In most divorces, there is at least one dispute that is difficult to resolve before the marriage can be legally over. In some divorces, the most difficult disagreements can be found in emotionally charged matters such as child custody. In other situations, the most disputed conflicts are over how to distribute marital assets such as an Individual Retirement Account (IRA), real estate, pension, stock holdings, savings and more.
We read recently of a doctor who made a costly IRA mistake in his divorce. He found himself in Tax Court earlier this year after he failed to pay taxes on $140,000 in IRA withdrawals transferred to his former wife.
The court made it clear to the doctor that there are only two ways to make tax-free IRA asset transfers in divorces.

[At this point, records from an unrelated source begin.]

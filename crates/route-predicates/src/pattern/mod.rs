//! Ant-style segment patterns with named placeholders.
//!
//! Patterns are split on a configurable delimiter (`.` for host names, `/`
//! for paths) and support:
//!
//! | Syntax          | Matches                                              |
//! |-----------------|------------------------------------------------------|
//! | `text`          | the literal text                                     |
//! | `?`             | exactly one character inside a segment               |
//! | `*`             | zero or more characters inside a segment             |
//! | `**`            | zero or more whole segments                          |
//! | `{name}`        | one or more characters inside a segment, bound to `name` |
//! | `{name:regex}`  | text matching `regex` (may span segments), bound to `name` |
//!
//! # Module Structure
//!
//! - `options` - Delimiter and case sensitivity
//! - `parser` - Pattern tokenizer
//! - `compiled` - Single-pattern compilation to an anchored regex
//! - `matcher` - String-level matcher with a compiled-pattern cache

mod compiled;
mod matcher;
mod options;
mod parser;

use std::collections::HashMap;

pub use compiled::CompiledPattern;
pub use matcher::{AntPathMatcher, CACHE_TURNOFF_THRESHOLD};
pub use options::MatcherOptions;

/// Placeholder name to captured text.
pub type UriVariables = HashMap<String, String>;
//! Compilation of a segment pattern into a single anchored regex.
//!
//! The whole pattern becomes one regular expression with a named group per
//! placeholder. The `regex` crate runs in time linear in the input, so no
//! pattern/host combination can trigger catastrophic backtracking.

use super::options::MatcherOptions;
use super::parser::{self, Part, Segment};
use super::UriVariables;
use crate::error::PatternError;
use regex::{Regex, RegexBuilder};
use std::collections::HashSet;

const GROUP_PREFIX: &str = "__var";

/// A pattern compiled for repeated matching.
///
/// Immutable after construction and safe to share between threads.
#[derive(Debug, Clone)]
pub struct CompiledPattern {
    source: String,
    options: MatcherOptions,
    regex: Regex,
    /// (capture group index, variable name) in declaration order
    variables: Vec<(usize, String)>,
    literal: bool,
}

impl CompiledPattern {
    /// Compile a pattern string.
    ///
    /// Fails on an empty pattern, an unclosed or unnamed placeholder, a
    /// variable bound twice, or an invalid placeholder regex.
    pub fn compile(pattern: &str, options: MatcherOptions) -> Result<Self, PatternError> {
        let segments = parser::parse(pattern, options.delimiter)?;
        let (expression, names) = build_expression(pattern, &segments, options.delimiter)?;

        let regex = RegexBuilder::new(&expression)
            .case_insensitive(!options.case_sensitive)
            .build()
            .map_err(|source| PatternError::Compile {
                pattern: pattern.to_string(),
                source,
            })?;

        let variables = names
            .into_iter()
            .enumerate()
            .filter_map(|(i, name)| {
                let group = format!("{GROUP_PREFIX}{i}");
                regex
                    .capture_names()
                    .position(|n| n == Some(group.as_str()))
                    .map(|index| (index, name))
            })
            .collect();

        Ok(Self {
            source: pattern.to_string(),
            options,
            regex,
            variables,
            literal: !parser::has_wildcards(pattern),
        })
    }

    /// The pattern text as configured.
    pub fn as_str(&self) -> &str {
        &self.source
    }

    pub fn options(&self) -> MatcherOptions {
        self.options
    }

    /// Names of the placeholders, in the order they appear.
    pub fn variable_names(&self) -> impl Iterator<Item = &str> {
        self.variables.iter().map(|(_, name)| name.as_str())
    }

    /// Whether the pattern has no wildcards or placeholders.
    pub fn is_literal(&self) -> bool {
        self.literal
    }

    /// Check if a candidate matches. Empty candidates never match.
    pub fn matches(&self, candidate: &str) -> bool {
        if candidate.is_empty() {
            return false;
        }
        if self.literal && self.options.case_sensitive {
            return candidate == self.source;
        }
        self.regex.is_match(candidate)
    }

    /// Match a candidate and return the bound variables on success.
    pub fn match_and_extract(&self, candidate: &str) -> Option<UriVariables> {
        if self.variables.is_empty() {
            return self.matches(candidate).then(UriVariables::new);
        }
        if candidate.is_empty() {
            return None;
        }

        let captures = self.regex.captures(candidate)?;
        let variables = self
            .variables
            .iter()
            .filter_map(|(index, name)| {
                captures
                    .get(*index)
                    .map(|m| (name.clone(), m.as_str().to_string()))
            })
            .collect();

        Some(variables)
    }

    /// Variables bound by a candidate; empty when it does not match.
    pub fn extract_variables(&self, candidate: &str) -> UriVariables {
        self.match_and_extract(candidate).unwrap_or_default()
    }
}

impl std::fmt::Display for CompiledPattern {
    fn fmt(&self, f: &mut std::fmt::Formatter<'_>) -> std::fmt::Result {
        f.write_str(&self.source)
    }
}

/// Build the anchored expression and the variable names in group order.
fn build_expression(
    pattern: &str,
    segments: &[Segment],
    delimiter: char,
) -> Result<(String, Vec<String>), PatternError> {
    let delim = regex::escape(delimiter.encode_utf8(&mut [0u8; 4]));
    let segment_char = format!("[^{delim}]");

    let mut expression = String::from("^");
    let mut names: Vec<String> = Vec::new();
    let mut seen = HashSet::new();
    let last = segments.len() - 1;

    for (i, segment) in segments.iter().enumerate() {
        match segment {
            Segment::Any if last == 0 => expression.push_str("(?s:.*)"),
            // Trailing `**` also matches the bare prefix.
            Segment::Any if i == last => {
                expression.push_str(&format!("(?s:{delim}.*)?"));
            }
            Segment::Any => {
                expression.push_str(&format!("(?:{segment_char}+{delim})*"));
            }
            Segment::Parts(parts) => {
                for part in parts {
                    match part {
                        Part::Literal(text) => expression.push_str(&regex::escape(text)),
                        Part::AnyChar => expression.push_str(&segment_char),
                        // A lone `*` still needs a non-empty segment.
                        Part::AnyRun if parts.len() == 1 => {
                            expression.push_str(&segment_char);
                            expression.push('+');
                        }
                        Part::AnyRun => {
                            expression.push_str(&segment_char);
                            expression.push('*');
                        }
                        Part::Variable { name, regex } => {
                            if !seen.insert(name.clone()) {
                                return Err(PatternError::DuplicateVariable {
                                    pattern: pattern.to_string(),
                                    name: name.clone(),
                                });
                            }
                            let group = format!("{GROUP_PREFIX}{}", names.len());
                            let body = match regex {
                                Some(regex) => {
                                    let regex = strip_anchors(regex);
                                    Regex::new(regex).map_err(|source| {
                                        PatternError::InvalidVariableRegex {
                                            pattern: pattern.to_string(),
                                            name: name.clone(),
                                            source,
                                        }
                                    })?;
                                    format!("(?:{regex})")
                                }
                                None => format!("{segment_char}+"),
                            };
                            expression.push_str(&format!("(?P<{group}>{body})"));
                            names.push(name.clone());
                        }
                    }
                }

                let next_is_trailing_any = i + 1 == last && segments[last] == Segment::Any;
                if i < last && !next_is_trailing_any {
                    expression.push_str(&delim);
                }
            }
        }
    }

    expression.push('$');
    Ok((expression, names))
}

/// Drop a leading `^` and an unescaped trailing `$` from a placeholder regex.
///
/// The placeholder is embedded in the middle of the whole-pattern expression,
/// where such anchors could never match.
fn strip_anchors(regex: &str) -> &str {
    let regex = regex.strip_prefix('^').unwrap_or(regex);
    match regex.strip_suffix('$') {
        Some(body) => {
            let escapes = body.chars().rev().take_while(|&c| c == '\\').count();
            if escapes % 2 == 0 {
                body
            } else {
                regex
            }
        }
        None => regex,
    }
}
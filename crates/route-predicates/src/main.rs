//! Route predicate CLI
//!
//! Usage:
//!   route-predicates match --pattern '{sub}.example.com' --host shop.example.com
//!   route-predicates route --config routes.yaml --host shop.example.com --path /orders
//!   route-predicates check routes.yaml

use anyhow::Context;
use clap::{Parser, Subcommand};
use route_predicates::{GatewayConfig, HostConfig, HostRoutePredicate, RequestAttributes, Router};
use std::path::{Path, PathBuf};
use tracing_subscriber::EnvFilter;

#[derive(Parser, Debug)]
#[command(name = "route-predicates")]
#[command(author, version, about = "Evaluate host and path route predicates")]
struct Cli {
    /// Emit logs as JSON
    #[arg(long, global = true, env = "ROUTE_PREDICATES_JSON_LOGS")]
    json_logs: bool,

    #[command(subcommand)]
    command: Command,
}

#[derive(Subcommand, Debug)]
enum Command {
    /// Match a host against an ordered list of patterns
    Match {
        /// Host pattern, repeatable; evaluated in the order given
        #[arg(short, long = "pattern", required = true)]
        patterns: Vec<String>,

        /// Host header value to test
        #[arg(long)]
        host: String,

        /// Compare letters without regard to case
        #[arg(short = 'i', long)]
        ignore_case: bool,
    },
    /// Find the route a request would take
    Route {
        /// Route configuration file (YAML)
        #[arg(short, long)]
        config: PathBuf,

        /// Host header value; omitted means no Host header
        #[arg(long)]
        host: Option<String>,

        /// Request path
        #[arg(long, default_value = "/")]
        path: String,
    },
    /// Load and compile a route configuration file
    Check {
        /// Route configuration file (YAML)
        config: PathBuf,
    },
}

fn main() -> anyhow::Result<()> {
    let cli = Cli::parse();
    init_tracing(cli.json_logs);

    match cli.command {
        Command::Match {
            patterns,
            host,
            ignore_case,
        } => {
            let config = HostConfig::new(patterns).with_case_sensitive(!ignore_case);
            let predicate = HostRoutePredicate::new(&config)?;
            let result = predicate.evaluate(Some(&host));
            println!("{}", serde_json::to_string_pretty(&result)?);
        }
        Command::Route { config, host, path } => {
            let router = load_router(&config)?;
            let mut builder = hyper::Request::builder().uri(path.as_str());
            if let Some(host) = &host {
                builder = builder.header(hyper::header::HOST, host.as_str());
            }
            let request = builder
                .body(())
                .with_context(|| format!("invalid request for path '{path}'"))?;

            let mut attributes = RequestAttributes::new();
            let output = match router.match_request(&request, &mut attributes) {
                Some(matched) => serde_json::to_value(&matched)?,
                None => serde_json::json!({ "matched": false }),
            };
            println!("{}", serde_json::to_string_pretty(&output)?);
        }
        Command::Check { config } => {
            let router = load_router(&config)?;
            println!("{}: {} route(s) OK", config.display(), router.len());
            for id in router.route_ids() {
                println!("  {id}");
            }
        }
    }

    Ok(())
}

fn load_router(path: &Path) -> anyhow::Result<Router> {
    let config = GatewayConfig::from_file(path)?;
    Router::from_config(&config)
        .with_context(|| format!("failed to compile routes in {}", path.display()))
}

fn init_tracing(json: bool) {
    let filter =
        EnvFilter::try_from_default_env().unwrap_or_else(|_| "route_predicates=info".into());
    let builder = tracing_subscriber::fmt()
        .with_env_filter(filter)
        .with_writer(std::io::stderr);
    if json {
        builder.json().init();
    } else {
        builder.init();
    }
}
//! Tokenizer for Ant-style segment patterns.
//!
//! A pattern is split on the delimiter into segments. Placeholders are
//! scanned as a unit, so a delimiter or a regex quantifier such as `{1,3}`
//! inside `{name:regex}` never breaks a segment apart.

use crate::error::PatternError;

/// One delimiter-separated piece of a pattern.
#[derive(Debug, Clone, PartialEq, Eq)]
pub(crate) enum Segment {
    /// `**`: zero or more whole segments
    Any,
    /// Everything else: a sequence of parts matched within one segment
    Parts(Vec<Part>),
}

/// A piece of a single segment.
#[derive(Debug, Clone, PartialEq, Eq)]
pub(crate) enum Part {
    Literal(String),
    /// `?`
    AnyChar,
    /// `*`
    AnyRun,
    /// `{name}` or `{name:regex}`
    Variable { name: String, regex: Option<String> },
}

/// Split `pattern` into segments using `delimiter`.
///
/// Consecutive `**` segments are collapsed into one. An empty segment (from a
/// leading, trailing or doubled delimiter) is kept as an empty literal so the
/// delimiter itself is still required at that position.
pub(crate) fn parse(pattern: &str, delimiter: char) -> Result<Vec<Segment>, PatternError> {
    if pattern.is_empty() {
        return Err(PatternError::Empty);
    }

    let mut segments = Vec::new();
    let mut parts = Vec::new();
    let mut literal = String::new();
    let mut segment_start = 0;
    let mut pos = 0;

    while let Some(ch) = pattern[pos..].chars().next() {
        if ch == delimiter {
            flush_literal(&mut literal, &mut parts);
            push_segment(
                &mut segments,
                &pattern[segment_start..pos],
                std::mem::take(&mut parts),
            );
            pos += ch.len_utf8();
            segment_start = pos;
            continue;
        }

        match ch {
            '*' => {
                flush_literal(&mut literal, &mut parts);
                if parts.last() != Some(&Part::AnyRun) {
                    parts.push(Part::AnyRun);
                }
                pos += 1;
            }
            '?' => {
                flush_literal(&mut literal, &mut parts);
                parts.push(Part::AnyChar);
                pos += 1;
            }
            '{' => {
                flush_literal(&mut literal, &mut parts);
                let end = placeholder_end(pattern, pos)?;
                parts.push(parse_placeholder(pattern, &pattern[pos + 1..end])?);
                pos = end + 1;
            }
            _ => {
                literal.push(ch);
                pos += ch.len_utf8();
            }
        }
    }

    flush_literal(&mut literal, &mut parts);
    push_segment(&mut segments, &pattern[segment_start..], parts);

    Ok(segments)
}

fn flush_literal(literal: &mut String, parts: &mut Vec<Part>) {
    if !literal.is_empty() {
        parts.push(Part::Literal(std::mem::take(literal)));
    }
}

fn push_segment(segments: &mut Vec<Segment>, raw: &str, parts: Vec<Part>) {
    if raw == "**" {
        if segments.last() != Some(&Segment::Any) {
            segments.push(Segment::Any);
        }
    } else {
        segments.push(Segment::Parts(parts));
    }
}

/// Byte index of the `}` closing the placeholder opened at `open`.
fn placeholder_end(pattern: &str, open: usize) -> Result<usize, PatternError> {
    let mut depth = 0usize;
    let mut escaped = false;

    for (offset, ch) in pattern[open..].char_indices() {
        if escaped {
            escaped = false;
            continue;
        }
        match ch {
            '\\' => escaped = true,
            '{' => depth += 1,
            '}' => {
                depth -= 1;
                if depth == 0 {
                    return Ok(open + offset);
                }
            }
            _ => {}
        }
    }

    Err(PatternError::UnclosedPlaceholder {
        pattern: pattern.to_string(),
        position: open,
    })
}

fn parse_placeholder(pattern: &str, body: &str) -> Result<Part, PatternError> {
    let (name, regex) = match body.split_once(':') {
        Some((name, regex)) if !regex.is_empty() => (name, Some(regex.to_string())),
        Some((name, _)) => (name, None),
        None => (body, None),
    };

    if name.is_empty() {
        return Err(PatternError::EmptyVariableName {
            pattern: pattern.to_string(),
        });
    }

    Ok(Part::Variable {
        name: name.to_string(),
        regex,
    })
}

/// Whether `text` contains any wildcard or placeholder syntax.
pub(crate) fn has_wildcards(text: &str) -> bool {
    let mut open = false;
    for ch in text.chars() {
        match ch {
            '*' | '?' => return true,
            '{' => open = true,
            '}' if open => return true,
            _ => {}
        }
    }
    false
}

One way is to change the name on the IRA to the former spouse’s name. The second way is to directly transfer the IRA’s assets to an IRA the former spouse owns.
Here is what you cannot do – take an IRA distribution and transfer those funds to the former spouse’s checking account, which is what the doctor did.
A financial planning service says that the doctor’s mistake is a reminder that after a divorce, an adviser should be brought in to help transfer IRA funds in a way that complies with divorce terms. The divorce decree should be specific on how assets are to be divided – and because IRA values can fluctuate, it’s important to have the date of the IRA division clearly stated in the decree.
Also, it is important for the decree to state who is responsible for paying any related fees.
In order to ensure that terms of your divorce are favorable and clear, speak with an attorney experienced in divorces. Give Dreyer Law a call today for a free consultation. Dreyer law can also help set you up with the proper financial planner to help you with all your IRA needs.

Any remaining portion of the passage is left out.